Globalement, une telle performance ayant de tels fondements va être très dure à maintenir à court terme mais, paradoxalement, elle doit orienter en parallèle le regard vers une nouvelle phase économique mondiale dans laquelle l'Allemagne repart a priori une nouvelle fois du bon pied (ce qui reste à confirmer toutefois) même si le repli de la confiance devait intervenir ces prochains mois
Le sentiment est une chose. Qu'en est-il du climat des affaires qui condense les secteurs du commerce international, de la construction, des services et de l'industrie manufacturière ?
Selon l'horloge du cycle économique ci-dessus, on découvre que l'Allemagne après avoir plongé à très grande vitesse en récession en est ressortie presque aussi vite après une année 2019 en demi-teinte en zone de ralentissement (dowturn), donc sans récession toutefois. Ceci était en phase avec le profil d'une confiance attiédie de l'indice ZEW vu plus haut.
On note que le retour de la croissance se réalise à un niveau néanmoins moindre qu'en 2010 à la suite de la chute de Lehman Brothers et de la crise financière des subprimes. Cela nécessite donc objectivement, sur ces bases comparables, encore un supplément de vigueur pour rejoindre la zone de croissance continue longue, illustrée par les nombreux entrecroisements très resserrés de cet indicateur tout au long des années 2011 à 2017 et plus encore en 2018.
Alors qu'est-ce qui "pèche" encore ? Où ce situent les "manques" et à quelle hauteur ? Le détail ci-dessous (graphique 3) présente les différents secteurs sur lesquels se construit l'indice IFO.
Fort logiquement, apparaît la faiblesse depuis 2018 des anticipations (lignes bleues - trade) liée au commerce mondial souci des investisseurs dont la reprise est certaine mais dont les anticipations restent inférieures au niveau de la situation ou activité actuelle (lignes grises)
Plus vif, le secteur manufacturier qui avait suivi le commerce (trade) dans sa chute, peu après en 2019, connaît actuellement une séquence positive avec le croisement à la hausse des anticipations revenues au-dessus du sous-indice de l'activité actuelle. Il s'agit d'un signe de force.
Rebond sans force sous-jacente du commerce de retour à un simple équilibre, vigueur et bonnes perspectives manufacturières (confirmées par les indices PMI Flash publiés plus tôt dans la semaine) se mêlent à un début d'apathie du secteur des services (confirmé également par les PMI Flash) et à un secteur de la construction plus lent dans son évolution qui vit sur ses acquis.

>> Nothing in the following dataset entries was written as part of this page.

/*
 * Copyright Bret Ambrose. All Rights Reserved.
 * SPDX-License-Identifier: Apache-2.0.
 */

/*!
Module containing the crate's packet encoding entry point and shared encoding utilities.
 */

pub(crate) mod utils;

use crate::alias::OutboundAliasResolution;
use crate::error::MqttResult;
use crate::logging::log_packet;
use crate::mqtt::*;
use crate::mqtt::auth::write_auth_packet;
use crate::mqtt::connack::write_connack_packet;
use crate::mqtt::connect::write_connect_packet;
use crate::mqtt::disconnect::write_disconnect_packet;
use crate::mqtt::pingreq::write_pingreq_packet;
use crate::mqtt::pingresp::write_pingresp_packet;
use crate::mqtt::puback::write_puback_packet;
use crate::mqtt::pubcomp::write_pubcomp_packet;
use crate::mqtt::publish::write_publish_packet;
use crate::mqtt::pubrec::write_pubrec_packet;
use crate::mqtt::pubrel::write_pubrel_packet;
use crate::mqtt::suback::write_suback_packet;
use crate::mqtt::subscribe::write_subscribe_packet;
use crate::mqtt::unsuback::write_unsuback_packet;
use crate::mqtt::unsubscribe::write_unsubscribe_packet;

/// Contextual information the encoder needs beyond the packet itself
#[derive(Copy, Clone, Debug, Default)]
pub struct EncodingContext {

    /// MQTT protocol version to encode against
    pub protocol_version: ProtocolVersion,

    /// Maximum total packet size, in bytes, that the peer will accept.  Zero means
    /// unlimited.  Packets that exceed this limit shed droppable optional properties;
    /// if the packet still does not fit, nothing is written and the encode reports
    /// zero bytes written.
    pub maximum_packet_size: u32,

    /// Outbound topic alias decision for the next PUBLISH packet.  Ignored by every
    /// other packet type.
    pub outbound_alias_resolution: OutboundAliasResolution,
}

/// Encodes a single MQTT packet to the destination buffer.
///
/// Returns the number of bytes written.  A return value of zero means the packet's
/// mandatory fields alone exceed the context's maximum packet size; the destination
/// buffer is untouched in that case.
pub fn write_packet(packet: &MqttPacket, context: &EncodingContext, dest: &mut Vec<u8>) -> MqttResult<usize> {
    log_packet("Encoding packet: ", packet);

    match packet {
        MqttPacket::Connect(connect) => { write_connect_packet(connect, context, dest) }
        MqttPacket::Connack(connack) => { write_connack_packet(connack, context, dest) }
        MqttPacket::Publish(publish) => { write_publish_packet(publish, context, dest) }
        MqttPacket::Puback(puback) => { write_puback_packet(puback, context, dest) }
        MqttPacket::Pubrec(pubrec) => { write_pubrec_packet(pubrec, context, dest) }
        MqttPacket::Pubrel(pubrel) => { write_pubrel_packet(pubrel, context, dest) }
        MqttPacket::Pubcomp(pubcomp) => { write_pubcomp_packet(pubcomp, context, dest) }
        MqttPacket::Subscribe(subscribe) => { write_subscribe_packet(subscribe, context, dest) }
        MqttPacket::Suback(suback) => { write_suback_packet(suback, context, dest) }
        MqttPacket::Unsubscribe(unsubscribe) => { write_unsubscribe_packet(unsubscribe, context, dest) }
        MqttPacket::Unsuback(unsuback) => { write_unsuback_packet(unsuback, context, dest) }
        MqttPacket::Pingreq(pingreq) => { write_pingreq_packet(pingreq, context, dest) }
        MqttPacket::Pingresp(pingresp) => { write_pingresp_packet(pingresp, context, dest) }
        MqttPacket::Disconnect(disconnect) => { write_disconnect_packet(disconnect, context, dest) }
        MqttPacket::Auth(auth) => { write_auth_packet(auth, context, dest) }
    }
}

La cheffe économiste de l'Institut IFO note qu'après la hausse record du PIB au 3ème trimestre qui montre la stabilisation de l'économie allemande, des efforts sont encore à fournir pour maintenir une croissance continue à l'avenir, d'autant que la partie facile du rebond est désormais derrière nous.
Alors les feux sont-ils au vert, à l'orange ou au rouge ?

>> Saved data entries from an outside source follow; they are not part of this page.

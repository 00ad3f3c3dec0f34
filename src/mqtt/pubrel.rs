/*
 * Copyright Bret Ambrose. All Rights Reserved.
 * SPDX-License-Identifier: Apache-2.0.
 */

use crate::decode::utils::*;
use crate::encode::EncodingContext;
use crate::encode::utils::*;
use crate::error::{MqttError, MqttResult};
use crate::logging::*;
use crate::mqtt::*;
use crate::mqtt::utils::*;

use log::*;
use std::fmt;

/// Data model of an [MQTT5 PUBREL](https://docs.oasis-open.org/mqtt/mqtt/v5.0/os/mqtt-v5.0-os.html#_Toc3901141) packet
#[derive(Clone, Debug, Default, Eq, PartialEq)]
pub struct PubrelPacket {

    /// Id of the QoS 2 publish this packet corresponds to
    pub packet_id: u16,

    /// Success indicator or failure reason for the middle step of the QoS 2 PUBLISH delivery process.
    ///
    /// Always Success on 3.x connections, which have no way to express a failure.
    pub reason_code: PubrelReasonCode,

    /// Additional diagnostic information about the ongoing QoS 2 PUBLISH delivery process.
    ///
    /// MQTT5 only.
    pub reason_string: Option<String>,

    /// Set of MQTT5 user properties included with the packet.
    ///
    /// MQTT5 only.
    pub user_properties: Option<Vec<UserProperty>>,
}

define_ack_packet_lengths_function!(compute_pubrel_packet_lengths, PubrelPacket, PubrelReasonCode::Success);
define_ack_packet_encoding_function!(write_pubrel_packet, PubrelPacket, "Pubrel", compute_pubrel_packet_lengths, PUBREL_FIRST_BYTE);

define_ack_packet_decode_properties_function!(decode_pubrel_properties, PubrelPacket, "Pubrel");
define_ack_packet_decode_function!(decode_pubrel_packet, Pubrel, PubrelPacket, "Pubrel", PUBREL_FIRST_BYTE, convert_u8_to_pubrel_reason_code, decode_pubrel_properties);

define_ack_packet_display_trait!(PubrelPacket, "PubrelPacket", pubrel_reason_code_to_str);

#[cfg(test)]
mod tests {
    use super::*;
    use crate::decode::testing::*;

    #[test]
    fn pubrel_round_trip_encode_decode_default() {
        let packet = PubrelPacket {
            ..Default::default()
        };

        assert!(do_round_trip_encode_decode_test(&MqttPacket::Pubrel(packet)));
    }

    #[test]
    fn pubrel_round_trip_encode_decode_required() {
        let packet = PubrelPacket {
            packet_id: 12,
            reason_code: PubrelReasonCode::PacketIdentifierNotFound,
            ..Default::default()
        };

        assert!(do_round_trip_encode_decode_test(&MqttPacket::Pubrel(packet)));
    }

    #[test]
    fn pubrel_round_trip_encode_decode_all_properties() {
        let packet = PubrelPacket {
            packet_id: 32768,
            reason_code: PubrelReasonCode::PacketIdentifierNotFound,
            reason_string: Some("Looked everywhere, nothing".to_string()),
            user_properties: Some(vec!(
                UserProperty { name: "g".to_string(), value: "h".to_string() },
                UserProperty { name: "ij".to_string(), value: "kl".to_string() },
            )),
        };

        assert!(do_round_trip_encode_decode_test(&MqttPacket::Pubrel(packet)));
    }

    #[test]
    fn pubrel_round_trip_encode_decode_311() {
        let packet = PubrelPacket {
            packet_id: 4242,
            ..Default::default()
        };

        assert!(do_round_trip_encode_decode_test_versioned(&MqttPacket::Pubrel(packet), ProtocolVersion::Mqtt311));
    }

    #[test]
    fn pubrel_decode_failure_bad_fixed_header() {
        let packet = PubrelPacket {
            packet_id: 12,
            ..Default::default()
        };

        // pubrel requires the 0x02 flag bits; flip them off via an additional set bit check
        do_fixed_header_flag_decode_failure_test(&MqttPacket::Pubrel(packet), 0x01);
    }

    #[test]
    fn pubrel_decode_failure_reason_code_invalid() {
        let packet = PubrelPacket {
            packet_id: 12,
            reason_code: PubrelReasonCode::PacketIdentifierNotFound,
            ..Default::default()
        };

        let corrupt_reason_code = | bytes: &[u8] | -> Vec<u8> {
            let mut clone = bytes.to_vec();
            clone[4] = 16;
            clone
        };

        do_mutated_decode_failure_test(&MqttPacket::Pubrel(packet), corrupt_reason_code);
    }

    #[test]
    fn pubrel_decode_failure_packet_size() {
        let packet = PubrelPacket {
            packet_id: 12,
            reason_code: PubrelReasonCode::PacketIdentifierNotFound,
            reason_string: Some("Lost in the mail".to_string()),
            ..Default::default()
        };

        do_inbound_size_decode_failure_test(&MqttPacket::Pubrel(packet));
    }
}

Comme pour l'indice ZEW, on retrouve des probabilités fortes de croissance (voir dernier graphique ci-dessous) présentes antérieurement à la crise du covid mais qui ne se sont montrées que durant un cours trimestre après de longs mois en 2018 et 2019 durant lesquels les questionnements sur le commerce international ont pesé (le plongeon dû au coronavirus apparaitrait presque comme un simple passage à vide)
De la même manière, les extraordinaires probabilités d'être en présence et d'anticiper une croissance économique Outre-Rhin qui ont frôlé les 100% ces 2 derniers mois sont désormais en très (très) léger repli. Il est très dur de tenir de tels niveaux. A suivre.